When the guards entered my cell at 3:30 in the morning on July 24, they didn't jingle their keys or shout the way they normally did. Instead, they whispered: "Ashraf, Ashraf, wake up! You must prepare yourself for a visit."
I jumped up, looked at the clock and felt an ominous sense of doom. Who would visit me at this time of the night? The thought flashed through my mind that they were going to shoot me now, and that they would later claim that I had tried to run away.
A few minutes later I was standing in the office of the prison warden. I was told to apply my fingerprints to a piece of paper to confirm that I wanted to leave the country for Bulgaria. The process was videotaped. They took me to the part of the prison where the five Bulgarian nurses were kept, and then they took all of us to the airport.
There I was asked, once again, whether I wanted to stay in Libya or travel to Gaza. "I want to go to Bulgaria," I replied. "You have destroyed my life, my family's life and the lives of these nurses. I do not wish to remain in this sort of a country for another second." The official was livid. "You are witnesses," he barked at the Palestinian and Bulgarian envoys.
My life in hell began back in August 1998. I had completed my medical exams in Libya and was working as an intern at the huge pediatric hospital in Benghazi, initially in the gastroenterology department. The infectious disease section was closed. A sign that read "HIV-infected" hung on the wall behind one of the beds in my area. The occupant of that bed was a seven-month-old baby that had undergone surgery in Egypt to correct a bone deformity. The child's infection was also detected at the Egyptian hospital. It was the first HIV case I saw.
I had already been working in another department for some time when, on Dec. 13, 1998, I was summoned to appear at a police station, where I was arrested. I spent the next three days in a tiny cell. The reason, I was later told, was to await the results of an HIV test, which turned out to be negative.
'Hundreds of Infected Children'
One of the officials said to me: "We have hundreds of infected children, and we know that you are to blame. You picked them up and injected them with the virus." I responded: "If that's true, then shoot me in public on the main square in Benghazi." Of course I picked up the children before each examination, but only to take away their fear.

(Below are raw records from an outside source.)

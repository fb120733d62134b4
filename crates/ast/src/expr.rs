/*
 * Copyright (c) 2026. Mikhail Kulik.
 *
 * Licensed under the Apache License, Version 2.0 (the "License");
 * you may not use this file except in compliance with the License.
 * You may obtain a copy of the License at
 *
 *     http://www.apache.org/licenses/LICENSE-2.0
 *
 * Unless required by applicable law or agreed to in writing, software
 * distributed under the License is distributed on an "AS IS" BASIS,
 * WITHOUT WARRANTIES OR CONDITIONS OF ANY KIND, either express or implied.
 * See the License for the specific language governing permissions and
 * limitations under the License.
 */

use crate::op::{BinaryOperator, UnaryOperator};
use crate::span::Span;
use crate::types::TypeName;

/// An expression node. `type_name` starts out as `TypeName::None` for
/// everything except literals and casts, and is only updated by the resolver.
#[derive(Debug, Clone, PartialEq, Default)]
pub struct Expr {
    pub kind: ExprKind,
    pub span: Span,
    pub type_name: TypeName,
}

#[derive(Debug, Clone, PartialEq)]
pub enum ExprKind {
    /// `42`
    IntLiteral(i32),

    /// `3.5`
    FloatLiteral(f32),

    /// `true` / `false`
    BoolLiteral(bool),

    /// `"hello"`
    StringLiteral(String),

    /// `'c'`
    CharLiteral(char),

    /// A reference to a variable or function by name.
    Identifier(String),

    /// `{ a, b, c }`
    ListInitializer(Vec<Expr>),

    /// `container[index]`. The container is named, not owned.
    IndexOperation {
        container: String,
        index: Box<Expr>,
    },

    /// `-x`, `!x`, `~x`
    UnaryOperation {
        op: UnaryOperator,
        operand: Box<Expr>,
    },

    /// `lhs op rhs`
    BinaryOperation {
        op: BinaryOperator,
        lhs: Box<Expr>,
        rhs: Box<Expr>,
    },

    /// `condition ? if_true : if_false`
    TernaryOperation {
        condition: Box<Expr>,
        if_true: Box<Expr>,
        if_false: Box<Expr>,
    },

    /// `target(arguments...)`
    FunctionCall {
        target: String,
        arguments: Vec<Expr>,
    },

    /// `(to)target`
    Cast {
        to: TypeName,
        target: Box<Expr>,
    },
}

/// Placeholder left behind when a node is moved out of its slot.
impl Default for ExprKind {
    fn default() -> Self {
        ExprKind::Identifier(String::new())
    }
}

impl Expr {
    pub fn new(kind: ExprKind, span: Span) -> Self {
        let type_name = match &kind {
            ExprKind::IntLiteral(_) => TypeName::Int,
            ExprKind::FloatLiteral(_) => TypeName::Float,
            ExprKind::BoolLiteral(_) => TypeName::Bool,
            ExprKind::StringLiteral(_) => TypeName::String,
            ExprKind::CharLiteral(_) => TypeName::Char,
            ExprKind::Cast { to, .. } => *to,
            _ => TypeName::None,
        };
        Self {
            kind,
            span,
            type_name,
        }
    }

    pub fn identifier(name: impl Into<String>, span: Span) -> Self {
        Self::new(ExprKind::Identifier(name.into()), span)
    }

    pub fn binary(op: BinaryOperator, lhs: Expr, rhs: Expr) -> Self {
        let span = lhs.span.extend(rhs.span);
        Self::new(
            ExprKind::BinaryOperation {
                op,
                lhs: Box::new(lhs),
                rhs: Box::new(rhs),
            },
            span,
        )
    }

    pub fn is_literal(&self) -> bool {
        matches!(
            self.kind,
            ExprKind::IntLiteral(_)
                | ExprKind::FloatLiteral(_)
                | ExprKind::BoolLiteral(_)
                | ExprKind::StringLiteral(_)
                | ExprKind::CharLiteral(_)
        )
    }

    /// Literals and identifiers: operands a single backend instruction can
    /// consume directly.
    pub fn is_simple(&self) -> bool {
        self.is_literal() || matches!(self.kind, ExprKind::Identifier(_))
    }

    /// Operations the rewriter hoists into a temporary when they appear
    /// nested inside another expression or statement.
    pub fn can_be_reduced(&self) -> bool {
        matches!(
            self.kind,
            ExprKind::IndexOperation { .. }
                | ExprKind::UnaryOperation { .. }
                | ExprKind::BinaryOperation { .. }
                | ExprKind::TernaryOperation { .. }
                | ExprKind::FunctionCall { .. }
        )
    }

    /// Direct sub-expressions in evaluation order.
    pub fn children(&self) -> Vec<&Expr> {
        match &self.kind {
            ExprKind::IntLiteral(_)
            | ExprKind::FloatLiteral(_)
            | ExprKind::BoolLiteral(_)
            | ExprKind::StringLiteral(_)
            | ExprKind::CharLiteral(_)
            | ExprKind::Identifier(_) => Vec::new(),
            ExprKind::ListInitializer(values) => values.iter().collect(),
            ExprKind::IndexOperation { index, .. } => vec![index],
            ExprKind::UnaryOperation { operand, .. } => vec![operand],
            ExprKind::BinaryOperation { lhs, rhs, .. } => vec![lhs, rhs],
            ExprKind::TernaryOperation {
                condition,
                if_true,
                if_false,
            } => vec![condition, if_true, if_false],
            ExprKind::FunctionCall { arguments, .. } => arguments.iter().collect(),
            ExprKind::Cast { target, .. } => vec![target],
        }
    }

    /// True when every direct child is a literal or identifier.
    pub fn is_flat(&self) -> bool {
        self.children().iter().all(|child| child.is_simple())
    }
}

"You have had sexual contact with a foreign woman," the police officer continued. It was only then that I realized that a scenario was taking shape that had been mapped out by someone higher up in the hierarchy and in which I had been chosen as the scapegoat -- I, a refugee from Palestine who had lived in Libya with my parents since I was two and for whom this country was in fact home.

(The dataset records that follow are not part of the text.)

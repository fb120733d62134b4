/*
 * Copyright (c) 2026. Mikhail Kulik.
 *
 * Licensed under the Apache License, Version 2.0 (the "License");
 * you may not use this file except in compliance with the License.
 * You may obtain a copy of the License at
 *
 *     http://www.apache.org/licenses/LICENSE-2.0
 *
 * Unless required by applicable law or agreed to in writing, software
 * distributed under the License is distributed on an "AS IS" BASIS,
 * WITHOUT WARRANTIES OR CONDITIONS OF ANY KIND, either express or implied.
 * See the License for the specific language governing permissions and
 * limitations under the License.
 */

use super::*;
use ast::{BinaryOperator, Expr, ExprKind};

/// Binding strength of a token in binary position; higher binds tighter.
/// Tokens that can't continue an expression get -1.
pub(crate) fn precedence(token: Token) -> i32 {
    match token {
        Token::Star | Token::Slash | Token::Percent => 1100,
        Token::Plus | Token::Minus => 1000,
        Token::Greater | Token::GreaterEqual | Token::Less | Token::LessEqual => 900,
        Token::EqualEqual | Token::NotEqual => 800,
        Token::BinaryAnd => 700,
        Token::BinaryXor => 600,
        Token::BinaryOr => 500,
        Token::BooleanAnd => 400,
        Token::BooleanOr => 300,
        Token::Question => 250,
        Token::Equals
        | Token::PlusEquals
        | Token::MinusEquals
        | Token::StarEquals
        | Token::SlashEquals
        | Token::PercentEquals
        | Token::BinaryAndEquals
        | Token::BinaryOrEquals
        | Token::BinaryXorEquals => 200,
        _ => -1,
    }
}

pub(crate) fn binary_operator(token: Token) -> Option<BinaryOperator> {
    let op = match token {
        Token::Plus => BinaryOperator::Add,
        Token::Minus => BinaryOperator::Sub,
        Token::Star => BinaryOperator::Mul,
        Token::Slash => BinaryOperator::Div,
        Token::Percent => BinaryOperator::Mod,
        Token::BinaryAnd => BinaryOperator::BinAnd,
        Token::BinaryOr => BinaryOperator::BinOr,
        Token::BinaryXor => BinaryOperator::BinXor,
        Token::EqualEqual => BinaryOperator::EqualTest,
        Token::NotEqual => BinaryOperator::NotEqualTest,
        Token::Greater => BinaryOperator::GreaterTest,
        Token::GreaterEqual => BinaryOperator::GreaterEqualTest,
        Token::Less => BinaryOperator::LessTest,
        Token::LessEqual => BinaryOperator::LessEqualTest,
        Token::BooleanAnd => BinaryOperator::BooleanAnd,
        Token::BooleanOr => BinaryOperator::BooleanOr,
        _ => return None,
    };
    Some(op)
}

/// The plain operator a compound assignment applies: `+=` → `Add`.
pub(crate) fn compound_operator(token: Token) -> Option<BinaryOperator> {
    let op = match token {
        Token::PlusEquals => BinaryOperator::Add,
        Token::MinusEquals => BinaryOperator::Sub,
        Token::StarEquals => BinaryOperator::Mul,
        Token::SlashEquals => BinaryOperator::Div,
        Token::PercentEquals => BinaryOperator::Mod,
        Token::BinaryAndEquals => BinaryOperator::BinAnd,
        Token::BinaryOrEquals => BinaryOperator::BinOr,
        Token::BinaryXorEquals => BinaryOperator::BinXor,
        _ => return None,
    };
    Some(op)
}

impl<'r, I: Iterator<Item = SpannedToken>> Parser<'r, I> {
    pub(crate) fn next_is_binary_operator(&mut self) -> bool {
        binary_operator(self.peek_token()).is_some()
    }

    /// Precedence climbing. Folds operators binding at least as tightly as
    /// `min_precedence` onto `lhs`; a tighter operator after the right operand
    /// climbs first so its subtree becomes the right operand.
    pub(crate) fn next_binary(&mut self, min_precedence: i32, mut lhs: Expr) -> ParseResult<Expr> {
        loop {
            let token = self.peek_token();
            let current = precedence(token);
            if current < min_precedence {
                return Ok(lhs);
            }

            if token == Token::Question {
                return self.next_ternary(lhs);
            }

            // assignment forms only bind at statement level
            let Some(op) = binary_operator(token) else {
                return Ok(lhs);
            };
            self.advance();

            let mut rhs = self.next_primary()?;

            if current < precedence(self.peek_token()) {
                rhs = self.next_binary(current + 1, rhs)?;
            }

            lhs = Expr::binary(op, lhs, rhs);
        }
    }

    /// `condition ? if_true : if_false`
    pub(crate) fn next_ternary(&mut self, condition: Expr) -> ParseResult<Expr> {
        self.eat(Token::Question);
        let if_true = self.next_expression()?;
        self.eat(Token::Colon);
        let if_false = self.next_expression()?;
        let span = condition.span.extend(if_false.span);
        Ok(Expr::new(
            ExprKind::TernaryOperation {
                condition: Box::new(condition),
                if_true: Box::new(if_true),
                if_false: Box::new(if_false),
            },
            span,
        ))
    }
}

My family is very conservative. My fiancée, a Palestinian, had died the year before, and I was just beginning to start a new life with another woman. Because I knew that the Bulgarian nurses at our hospital had also been interrogated, I assumed that the accusation of having had "sexual contact" involved one of them. But then the police let me go, telling me that I had only been there for routine questioning.

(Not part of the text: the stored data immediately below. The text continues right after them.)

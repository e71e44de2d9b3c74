// SPDX-License-Identifier: Apache-2.0
// Copyright Open Network Fabric Authors

//! `repctl`: diagnostic dump/monitor utility for the devlink-port
//! interface.
//!
//! `repctl dump` prints every devlink port and device-info record the
//! kernel knows about; `repctl monitor` joins the devlink `config`
//! multicast group and prints port notifications as they arrive.

use std::thread;
use std::time::Duration;

use anyhow::Context;
use clap::{Parser, Subcommand};
use devlink::{DevlinkClient, DevlinkInfo, DevlinkMonitor, DevlinkPort, PortEvent};

#[derive(Parser)]
#[command(name = "repctl")]
#[command(about = "Dump and monitor devlink representor ports", long_about = None)]
struct Cli {
    #[command(subcommand)]
    command: Command,
}

#[derive(Subcommand)]
enum Command {
    /// Dump all devlink ports and device information, then exit.
    Dump,
    /// Print devlink port notifications until interrupted.
    Monitor,
}

fn print_port(port: &DevlinkPort) {
    println!("bus_name: '{}'", port.bus_name);
    println!("dev_name: '{}'", port.dev_name);
    println!("index: {}", port.index);
    match port.port_type {
        Some(port_type) => println!("type: {port_type}"),
        None => println!("type: not present"),
    }
    match port.netdev_ifindex {
        Some(ifindex) => println!("netdev_ifindex: {ifindex}"),
        None => println!("netdev_ifindex: not present"),
    }
    println!(
        "netdev_name: '{}'",
        port.netdev_name.as_deref().unwrap_or("")
    );
    println!("ibdev_name: '{}'", port.ibdev_name.as_deref().unwrap_or(""));
    match port.flavour {
        Some(flavour) => println!("flavour: {flavour}"),
        None => println!("flavour: not present"),
    }
    match port.number {
        Some(number) => println!("number: {number}"),
        None => println!("number: not present"),
    }
    match port.pci_pf_number {
        Some(pf) => println!("pci_pf_number: {pf}"),
        None => println!("pci_pf_number: not present"),
    }
    match port.pci_vf_number {
        Some(vf) => println!("pci_vf_number: {vf}"),
        None => println!("pci_vf_number: not present"),
    }
    match port.pci_sf_number {
        Some(sf) => println!("pci_sf_number: {sf}"),
        None => println!("pci_sf_number: not present"),
    }
    match port.hw_addr {
        Some(mac) => println!("function eth_addr: {mac}"),
        None => println!("function eth_addr: not present"),
    }
    match port.fn_state {
        Some(state) => println!("function state: {state}"),
        None => println!("function state: not present"),
    }
    match port.fn_opstate {
        Some(opstate) => println!("function opstate: {opstate}"),
        None => println!("function opstate: not present"),
    }
    println!();
}

fn print_info(info: &DevlinkInfo) {
    println!(
        "device: {}/{}",
        info.bus_name.as_deref().unwrap_or(""),
        info.dev_name.as_deref().unwrap_or("")
    );
    println!("driver_name: '{}'", info.driver_name);
    println!(
        "serial_number: '{}'",
        info.serial_number.as_deref().unwrap_or("")
    );
    println!(
        "board_serial_number: '{}'",
        info.board_serial_number.as_deref().unwrap_or("")
    );
    for version in &info.versions_fixed {
        println!("fixed {}: {}", version.name, version.value);
    }
    for version in &info.versions_running {
        println!("running {}: {}", version.name, version.value);
    }
    for version in &info.versions_stored {
        println!("stored {}: {}", version.name, version.value);
    }
    println!();
}

fn dump() -> anyhow::Result<()> {
    let client = DevlinkClient::new().context("unable to reach the devlink family")?;

    println!("port dump");
    for port in client.dump_ports().context("port dump failed")? {
        print_port(&port);
    }

    println!("info dump");
    for info in client.dump_info().context("info dump failed")? {
        print_info(&info);
    }
    Ok(())
}

fn monitor() -> anyhow::Result<()> {
    let mut monitor =
        DevlinkMonitor::new().context("unable to join the devlink config multicast group")?;
    loop {
        while let Some(event) = monitor.try_next() {
            match event {
                PortEvent::New(port) => {
                    println!("DEVLINK_CMD_PORT_NEW");
                    print_port(&port);
                }
                PortEvent::Del(port) => {
                    println!("DEVLINK_CMD_PORT_DEL");
                    print_port(&port);
                }
            }
        }
        thread::sleep(Duration::from_millis(100));
    }
}

fn main() -> anyhow::Result<()> {
    tracing_subscriber::fmt()
        .with_env_filter(
            tracing_subscriber::EnvFilter::try_from_default_env()
                .unwrap_or_else(|_| tracing_subscriber::EnvFilter::new("info")),
        )
        .init();

    let cli = Cli::parse();
    match cli.command {
        Command::Dump => dump(),
        Command::Monitor => monitor(),
    }
}
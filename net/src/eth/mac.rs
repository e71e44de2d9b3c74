// SPDX-License-Identifier: Apache-2.0
// Copyright Open Network Fabric Authors

//! Mac address type and logic.

use core::fmt::{Display, Formatter};
use core::str::FromStr;

/// A [MAC Address] type.
///
/// `Mac` is a transparent wrapper around `[u8; 6]` which provides a
/// small collection of methods and type safety.
///
/// [MAC Address]: https://en.wikipedia.org/wiki/MAC_address
#[must_use]
#[repr(transparent)]
#[derive(Debug, Clone, Copy, PartialEq, Eq, Hash, PartialOrd, Ord)]
pub struct Mac(pub [u8; 6]);

impl From<[u8; 6]> for Mac {
    fn from(value: [u8; 6]) -> Self {
        Mac(value)
    }
}

impl From<Mac> for [u8; 6] {
    fn from(value: Mac) -> Self {
        value.0
    }
}

impl AsRef<[u8; 6]> for Mac {
    fn as_ref(&self) -> &[u8; 6] {
        &self.0
    }
}

impl Mac {
    /// The zero `Mac`.
    ///
    /// Devlink reports an all-zero hardware address when the driver did not
    /// fill in the port function address.
    pub const ZERO: Mac = Mac([0; 6]);

    /// Returns true iff the binary representation of the [`Mac`] is
    /// exclusively zeros.
    #[must_use]
    pub fn is_zero(&self) -> bool {
        self == &Mac::ZERO
    }

    /// Returns the raw octets of the [`Mac`].
    #[must_use]
    pub fn octets(&self) -> [u8; 6] {
        self.0
    }
}

impl Display for Mac {
    fn fmt(&self, f: &mut Formatter<'_>) -> core::fmt::Result {
        write!(
            f,
            "{:02x}:{:02x}:{:02x}:{:02x}:{:02x}:{:02x}",
            self.0[0], self.0[1], self.0[2], self.0[3], self.0[4], self.0[5]
        )
    }
}

/// Errors which may occur when parsing a [`Mac`] from its colon-separated
/// string form.
#[derive(Debug, Clone, PartialEq, Eq, thiserror::Error)]
pub enum MacParseError {
    /// The string does not have six colon-separated parts.
    #[error("expected six colon-separated octets, found {0}")]
    WrongPartCount(usize),
    /// One of the parts is not a two-digit hexadecimal octet.
    #[error("'{0}' is not a valid hexadecimal octet")]
    IllegalOctet(String),
}

impl FromStr for Mac {
    type Err = MacParseError;

    fn from_str(s: &str) -> Result<Self, Self::Err> {
        let mut octets = [0u8; 6];
        let mut count = 0;
        for part in s.split(':') {
            if count == octets.len() {
                return Err(MacParseError::WrongPartCount(count + 1));
            }
            if part.len() != 2 {
                return Err(MacParseError::IllegalOctet(part.to_string()));
            }
            octets[count] = u8::from_str_radix(part, 16)
                .map_err(|_| MacParseError::IllegalOctet(part.to_string()))?;
            count += 1;
        }
        if count != octets.len() {
            return Err(MacParseError::WrongPartCount(count));
        }
        Ok(Mac(octets))
    }
}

Benghazi was practically a war zone at the time, with a group of radical Islamists fighting in the streets. Our hospitals were filled with the injured, and hygienic conditions were disastrous. We didn't have any needles and the sterilization equipment was broken. A single pair of scissors was used to cut the umbilical cords of a dozen newborns. Seventy percent of the children infected with HIV also had hepatitis B.
The Libyan authorities were very concerned about the HIV infections. The government felt powerless to deal with a steadily rising AIDS rate caused by uninhibited sex and many things that happen behind closed doors. The hepatitis B epidemic was later confirmed by both the lower courts and Gadhafi's son, Seif al Islam, who studied abroad and is worldly. But his father's will is law in Libya, and he controls both the judiciary and the sentencing system. Moammar Gadhafi had to have someone to blame, someone to satisfy the furious parents of the infected children. Under no circumstances could any blame be assigned to the corrupt healthcare system, which the government neglects.
When I returned to my dormitory on Jan. 29, 1999, after visiting my parents during Ramadan, I found a note instructing me to report to the chief of police once again. For the next 10 months, it was as if I had vanished from the face of the earth. My parents looked for me in hospitals and scanned the lists of the dead. It took them a long time to find out that I had been arrested.
At the police station on that Jan. 29, at 11:35 p.m., they put me in handcuffs, covered my face with a black mask and locked me into the trunk of a police car. For the next four hours the car was driven through the countryside at high speed. Those four hours seemed like four years to me. It was still dark when we arrived at a building in Tripoli. It was freezing cold. They had taken everything from me but my shirt and my trousers.
The next morning two men began to beat me. They shouted: "You infected the children with AIDS, and you were instructed to do so by the CIA and the Israeli intelligence agency, the Mossad. You and the foreign woman with whom you are sleeping. You came to our country as a spy. You are nothing but scum and filth."
Then they drove me to a building about four kilometers outside Tripoli. It was a sort of farm for police dogs -- the ideal place, from their perspective, because no one would be able to hear us scream.